EXERCISE PROMPT:
Report each line of the data below in which "SaveSyncConfig" appears.

SUPPLIED RECORDS:
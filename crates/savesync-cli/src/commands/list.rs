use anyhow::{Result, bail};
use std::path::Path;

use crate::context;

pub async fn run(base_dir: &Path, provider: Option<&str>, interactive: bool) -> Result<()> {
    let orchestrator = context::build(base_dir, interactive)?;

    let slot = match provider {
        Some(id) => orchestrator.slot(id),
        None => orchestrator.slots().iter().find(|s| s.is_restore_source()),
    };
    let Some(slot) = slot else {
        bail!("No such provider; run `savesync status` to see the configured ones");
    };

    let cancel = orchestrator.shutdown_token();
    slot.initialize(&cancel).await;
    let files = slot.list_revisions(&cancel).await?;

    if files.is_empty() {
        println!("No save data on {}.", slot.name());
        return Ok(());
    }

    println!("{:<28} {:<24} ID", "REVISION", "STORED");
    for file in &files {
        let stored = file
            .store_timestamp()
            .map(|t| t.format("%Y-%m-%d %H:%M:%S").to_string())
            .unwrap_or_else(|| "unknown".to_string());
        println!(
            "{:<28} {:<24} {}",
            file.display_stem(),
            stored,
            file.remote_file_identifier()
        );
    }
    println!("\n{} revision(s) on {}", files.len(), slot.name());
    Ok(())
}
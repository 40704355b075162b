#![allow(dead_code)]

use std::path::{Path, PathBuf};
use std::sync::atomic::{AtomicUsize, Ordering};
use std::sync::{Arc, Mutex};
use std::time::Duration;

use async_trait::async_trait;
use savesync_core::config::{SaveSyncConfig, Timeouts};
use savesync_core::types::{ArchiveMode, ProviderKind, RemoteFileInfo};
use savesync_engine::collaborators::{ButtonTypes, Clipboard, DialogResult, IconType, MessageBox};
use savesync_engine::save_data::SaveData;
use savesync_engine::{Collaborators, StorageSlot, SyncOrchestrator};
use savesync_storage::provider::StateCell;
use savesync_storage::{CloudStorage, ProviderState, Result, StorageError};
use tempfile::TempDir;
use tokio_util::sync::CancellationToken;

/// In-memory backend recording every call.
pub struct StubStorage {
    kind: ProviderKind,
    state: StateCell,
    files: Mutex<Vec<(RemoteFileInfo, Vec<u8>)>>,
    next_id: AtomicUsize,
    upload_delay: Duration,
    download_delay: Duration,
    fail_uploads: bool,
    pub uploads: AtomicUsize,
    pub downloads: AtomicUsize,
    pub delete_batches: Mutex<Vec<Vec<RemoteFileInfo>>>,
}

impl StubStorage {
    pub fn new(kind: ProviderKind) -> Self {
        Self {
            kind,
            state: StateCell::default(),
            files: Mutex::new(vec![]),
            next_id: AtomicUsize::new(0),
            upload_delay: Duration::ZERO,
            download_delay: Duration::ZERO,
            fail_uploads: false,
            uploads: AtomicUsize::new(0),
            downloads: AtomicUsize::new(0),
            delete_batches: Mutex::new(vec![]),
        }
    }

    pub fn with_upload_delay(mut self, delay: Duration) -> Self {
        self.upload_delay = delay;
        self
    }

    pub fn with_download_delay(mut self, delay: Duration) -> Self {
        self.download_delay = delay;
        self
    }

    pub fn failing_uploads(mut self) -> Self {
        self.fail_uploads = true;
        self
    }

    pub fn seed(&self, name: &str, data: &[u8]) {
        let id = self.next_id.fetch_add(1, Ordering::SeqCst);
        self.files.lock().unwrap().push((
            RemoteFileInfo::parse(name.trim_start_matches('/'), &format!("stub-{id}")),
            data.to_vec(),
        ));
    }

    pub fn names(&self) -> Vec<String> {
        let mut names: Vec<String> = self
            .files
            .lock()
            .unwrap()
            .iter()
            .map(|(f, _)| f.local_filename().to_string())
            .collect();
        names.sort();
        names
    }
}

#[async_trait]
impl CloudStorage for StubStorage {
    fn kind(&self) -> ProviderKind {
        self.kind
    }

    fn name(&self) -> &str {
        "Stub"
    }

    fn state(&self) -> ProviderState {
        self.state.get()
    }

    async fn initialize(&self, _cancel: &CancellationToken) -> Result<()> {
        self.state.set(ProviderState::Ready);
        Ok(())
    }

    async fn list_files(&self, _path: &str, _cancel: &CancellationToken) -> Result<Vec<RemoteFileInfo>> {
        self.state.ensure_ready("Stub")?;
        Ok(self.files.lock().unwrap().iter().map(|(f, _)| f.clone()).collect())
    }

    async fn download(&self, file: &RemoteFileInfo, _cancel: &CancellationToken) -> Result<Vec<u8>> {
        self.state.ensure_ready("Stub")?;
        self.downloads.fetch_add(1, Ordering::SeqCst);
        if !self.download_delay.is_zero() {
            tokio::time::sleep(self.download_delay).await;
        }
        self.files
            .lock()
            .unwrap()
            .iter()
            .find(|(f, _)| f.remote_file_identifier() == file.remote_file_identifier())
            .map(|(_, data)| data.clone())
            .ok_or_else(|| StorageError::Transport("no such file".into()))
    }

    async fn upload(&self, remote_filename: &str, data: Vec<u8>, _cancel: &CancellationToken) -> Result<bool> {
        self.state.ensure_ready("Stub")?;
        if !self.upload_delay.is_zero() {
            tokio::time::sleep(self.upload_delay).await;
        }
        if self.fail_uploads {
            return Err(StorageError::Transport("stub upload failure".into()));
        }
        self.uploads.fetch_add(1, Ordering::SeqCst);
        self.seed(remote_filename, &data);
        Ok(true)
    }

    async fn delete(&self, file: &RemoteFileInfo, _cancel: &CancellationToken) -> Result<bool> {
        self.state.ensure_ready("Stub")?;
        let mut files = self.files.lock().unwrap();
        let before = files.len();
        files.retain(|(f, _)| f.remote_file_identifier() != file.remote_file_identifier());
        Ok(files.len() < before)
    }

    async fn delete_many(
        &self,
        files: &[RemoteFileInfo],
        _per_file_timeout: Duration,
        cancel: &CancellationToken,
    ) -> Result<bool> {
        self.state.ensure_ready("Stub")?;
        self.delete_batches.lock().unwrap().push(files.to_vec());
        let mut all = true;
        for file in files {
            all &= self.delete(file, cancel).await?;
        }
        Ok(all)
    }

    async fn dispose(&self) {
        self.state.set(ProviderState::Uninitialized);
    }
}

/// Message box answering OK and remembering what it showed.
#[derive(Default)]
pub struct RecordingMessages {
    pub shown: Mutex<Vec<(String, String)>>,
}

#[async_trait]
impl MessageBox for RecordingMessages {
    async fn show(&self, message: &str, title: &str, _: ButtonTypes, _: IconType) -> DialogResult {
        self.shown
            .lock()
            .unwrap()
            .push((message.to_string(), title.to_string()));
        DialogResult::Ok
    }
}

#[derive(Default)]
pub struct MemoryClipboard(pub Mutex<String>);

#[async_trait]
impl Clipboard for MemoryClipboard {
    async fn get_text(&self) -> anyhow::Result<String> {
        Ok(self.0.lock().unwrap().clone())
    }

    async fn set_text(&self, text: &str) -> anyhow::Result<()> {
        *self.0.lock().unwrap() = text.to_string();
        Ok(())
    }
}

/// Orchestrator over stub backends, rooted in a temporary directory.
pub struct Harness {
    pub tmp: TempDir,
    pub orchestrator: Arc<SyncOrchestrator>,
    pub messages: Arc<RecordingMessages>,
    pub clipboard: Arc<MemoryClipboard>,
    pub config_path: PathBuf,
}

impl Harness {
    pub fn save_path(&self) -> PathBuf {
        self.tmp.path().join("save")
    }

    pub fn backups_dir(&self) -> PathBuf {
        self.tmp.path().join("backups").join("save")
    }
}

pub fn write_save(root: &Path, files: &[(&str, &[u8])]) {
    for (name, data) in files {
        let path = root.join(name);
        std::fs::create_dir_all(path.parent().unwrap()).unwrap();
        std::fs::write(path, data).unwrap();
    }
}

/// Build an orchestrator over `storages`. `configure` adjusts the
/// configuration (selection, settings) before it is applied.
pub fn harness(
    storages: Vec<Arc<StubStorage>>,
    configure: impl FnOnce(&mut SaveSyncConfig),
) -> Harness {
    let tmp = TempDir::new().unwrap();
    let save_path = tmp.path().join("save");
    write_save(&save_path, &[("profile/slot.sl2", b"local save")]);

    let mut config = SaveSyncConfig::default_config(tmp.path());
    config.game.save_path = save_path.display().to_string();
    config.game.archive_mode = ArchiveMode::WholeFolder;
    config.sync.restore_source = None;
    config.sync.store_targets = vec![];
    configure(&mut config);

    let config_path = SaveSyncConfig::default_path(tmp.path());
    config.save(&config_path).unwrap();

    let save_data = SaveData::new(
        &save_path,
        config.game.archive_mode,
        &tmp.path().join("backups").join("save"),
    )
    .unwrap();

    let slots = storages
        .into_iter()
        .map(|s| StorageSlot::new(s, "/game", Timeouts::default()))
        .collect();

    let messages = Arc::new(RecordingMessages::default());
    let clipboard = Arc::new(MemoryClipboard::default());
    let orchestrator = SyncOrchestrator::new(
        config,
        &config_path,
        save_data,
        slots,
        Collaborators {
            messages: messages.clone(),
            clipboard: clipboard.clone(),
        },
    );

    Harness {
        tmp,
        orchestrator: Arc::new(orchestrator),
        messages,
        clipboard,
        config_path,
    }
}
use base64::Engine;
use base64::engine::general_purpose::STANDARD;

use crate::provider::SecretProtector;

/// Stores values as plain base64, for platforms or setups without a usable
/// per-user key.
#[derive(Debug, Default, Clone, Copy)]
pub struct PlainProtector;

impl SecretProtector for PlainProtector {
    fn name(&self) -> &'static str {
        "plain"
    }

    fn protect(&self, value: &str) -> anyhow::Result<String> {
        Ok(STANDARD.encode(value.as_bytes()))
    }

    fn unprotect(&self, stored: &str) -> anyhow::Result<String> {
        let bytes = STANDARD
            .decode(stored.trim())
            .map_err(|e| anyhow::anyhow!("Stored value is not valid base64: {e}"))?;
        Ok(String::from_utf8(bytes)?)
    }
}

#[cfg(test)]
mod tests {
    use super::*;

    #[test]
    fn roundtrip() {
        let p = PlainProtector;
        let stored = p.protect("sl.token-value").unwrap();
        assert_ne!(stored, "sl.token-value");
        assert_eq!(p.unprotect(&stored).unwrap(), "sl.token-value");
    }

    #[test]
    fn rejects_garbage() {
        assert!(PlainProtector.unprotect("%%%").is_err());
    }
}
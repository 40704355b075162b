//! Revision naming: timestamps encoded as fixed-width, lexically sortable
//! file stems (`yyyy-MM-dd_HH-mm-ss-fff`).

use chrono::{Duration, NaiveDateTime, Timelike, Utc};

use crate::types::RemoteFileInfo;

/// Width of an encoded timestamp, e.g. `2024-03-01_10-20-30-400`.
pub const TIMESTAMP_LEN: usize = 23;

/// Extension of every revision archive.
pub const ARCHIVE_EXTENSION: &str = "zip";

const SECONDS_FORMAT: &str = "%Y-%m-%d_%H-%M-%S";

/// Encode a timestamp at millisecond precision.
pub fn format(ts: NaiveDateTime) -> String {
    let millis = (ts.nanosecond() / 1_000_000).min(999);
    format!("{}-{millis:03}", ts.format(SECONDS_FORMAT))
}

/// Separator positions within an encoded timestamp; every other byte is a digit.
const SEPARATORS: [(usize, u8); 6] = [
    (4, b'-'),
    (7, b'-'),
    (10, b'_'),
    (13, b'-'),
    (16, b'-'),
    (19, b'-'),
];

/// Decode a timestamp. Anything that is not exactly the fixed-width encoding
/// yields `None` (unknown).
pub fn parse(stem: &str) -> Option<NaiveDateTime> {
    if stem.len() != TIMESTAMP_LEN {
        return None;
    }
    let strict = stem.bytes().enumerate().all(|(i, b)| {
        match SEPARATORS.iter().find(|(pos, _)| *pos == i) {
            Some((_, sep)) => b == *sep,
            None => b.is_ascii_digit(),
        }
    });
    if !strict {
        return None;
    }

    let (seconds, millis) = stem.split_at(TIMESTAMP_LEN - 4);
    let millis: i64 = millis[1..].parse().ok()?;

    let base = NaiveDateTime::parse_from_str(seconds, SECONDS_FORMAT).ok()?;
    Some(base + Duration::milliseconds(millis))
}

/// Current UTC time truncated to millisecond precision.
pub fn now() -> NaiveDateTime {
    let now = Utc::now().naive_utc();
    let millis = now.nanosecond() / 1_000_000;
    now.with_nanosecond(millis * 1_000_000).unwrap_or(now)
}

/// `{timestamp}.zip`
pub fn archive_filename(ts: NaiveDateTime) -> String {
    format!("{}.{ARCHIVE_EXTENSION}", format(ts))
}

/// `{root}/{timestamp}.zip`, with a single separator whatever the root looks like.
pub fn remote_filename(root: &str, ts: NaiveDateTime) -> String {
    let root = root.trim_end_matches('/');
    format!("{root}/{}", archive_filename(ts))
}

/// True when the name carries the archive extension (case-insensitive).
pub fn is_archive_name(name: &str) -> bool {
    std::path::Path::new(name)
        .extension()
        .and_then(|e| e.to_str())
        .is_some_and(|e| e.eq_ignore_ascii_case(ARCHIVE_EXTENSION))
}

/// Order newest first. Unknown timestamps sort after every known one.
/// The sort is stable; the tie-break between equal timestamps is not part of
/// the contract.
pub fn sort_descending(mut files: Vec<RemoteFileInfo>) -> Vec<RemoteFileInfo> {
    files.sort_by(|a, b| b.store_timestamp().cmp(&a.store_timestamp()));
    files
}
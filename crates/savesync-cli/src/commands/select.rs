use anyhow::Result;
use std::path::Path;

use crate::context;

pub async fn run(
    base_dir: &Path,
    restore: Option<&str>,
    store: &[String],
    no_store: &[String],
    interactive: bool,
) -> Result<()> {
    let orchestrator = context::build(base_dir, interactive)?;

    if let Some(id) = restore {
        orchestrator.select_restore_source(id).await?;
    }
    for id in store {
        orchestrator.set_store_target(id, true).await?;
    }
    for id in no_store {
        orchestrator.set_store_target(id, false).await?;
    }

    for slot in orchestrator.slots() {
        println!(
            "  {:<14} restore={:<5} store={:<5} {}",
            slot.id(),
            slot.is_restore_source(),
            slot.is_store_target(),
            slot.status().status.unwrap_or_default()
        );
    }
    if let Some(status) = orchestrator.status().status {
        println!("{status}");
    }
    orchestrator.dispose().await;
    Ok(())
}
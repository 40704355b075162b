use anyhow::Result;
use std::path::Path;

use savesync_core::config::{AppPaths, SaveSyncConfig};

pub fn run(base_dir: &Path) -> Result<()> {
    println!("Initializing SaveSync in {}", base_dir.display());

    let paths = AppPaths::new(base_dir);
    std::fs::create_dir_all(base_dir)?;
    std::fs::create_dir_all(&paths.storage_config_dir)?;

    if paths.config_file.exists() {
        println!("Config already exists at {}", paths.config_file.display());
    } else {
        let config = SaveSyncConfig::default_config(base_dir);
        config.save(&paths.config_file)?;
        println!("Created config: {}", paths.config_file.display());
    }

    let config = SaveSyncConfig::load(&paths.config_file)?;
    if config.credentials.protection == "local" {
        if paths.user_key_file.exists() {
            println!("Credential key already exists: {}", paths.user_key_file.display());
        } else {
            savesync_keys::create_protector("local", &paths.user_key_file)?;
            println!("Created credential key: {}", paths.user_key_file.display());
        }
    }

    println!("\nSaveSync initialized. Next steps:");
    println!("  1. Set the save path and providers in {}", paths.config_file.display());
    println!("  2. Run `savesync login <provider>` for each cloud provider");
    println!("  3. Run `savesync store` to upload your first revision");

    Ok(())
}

ANSWER SECTION:
use savesync_core::config::{SaveSyncConfig, Timeouts};
    configure: impl FnOnce(&mut SaveSyncConfig),
    let mut config = SaveSyncConfig::default_config(tmp.path());
    let config_path = SaveSyncConfig::default_path(tmp.path());
use savesync_core::config::{AppPaths, SaveSyncConfig};
        let config = SaveSyncConfig::default_config(base_dir);
    let config = SaveSyncConfig::load(&paths.config_file)?;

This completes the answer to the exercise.